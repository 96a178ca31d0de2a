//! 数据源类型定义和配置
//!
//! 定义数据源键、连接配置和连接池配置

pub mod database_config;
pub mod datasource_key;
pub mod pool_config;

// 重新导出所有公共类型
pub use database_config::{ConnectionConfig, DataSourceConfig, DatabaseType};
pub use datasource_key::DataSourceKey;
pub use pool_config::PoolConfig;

» **Aim of the exercise**: To complete the exercise, print all of the entries exactly.

» **Answer to the problem**:
repository 96a178ca31d0de2a
//! 数据源类型定义和配置
//!
//! 定义数据源键、连接配置和连接池配置

pub mod database_config;
pub mod datasource_key;
pub mod pool_config;

// 重新导出所有公共类型
pub use database_config::{ConnectionConfig, DataSourceConfig, DatabaseType};
pub use datasource_key::DataSourceKey;
pub use pool_config::PoolConfig;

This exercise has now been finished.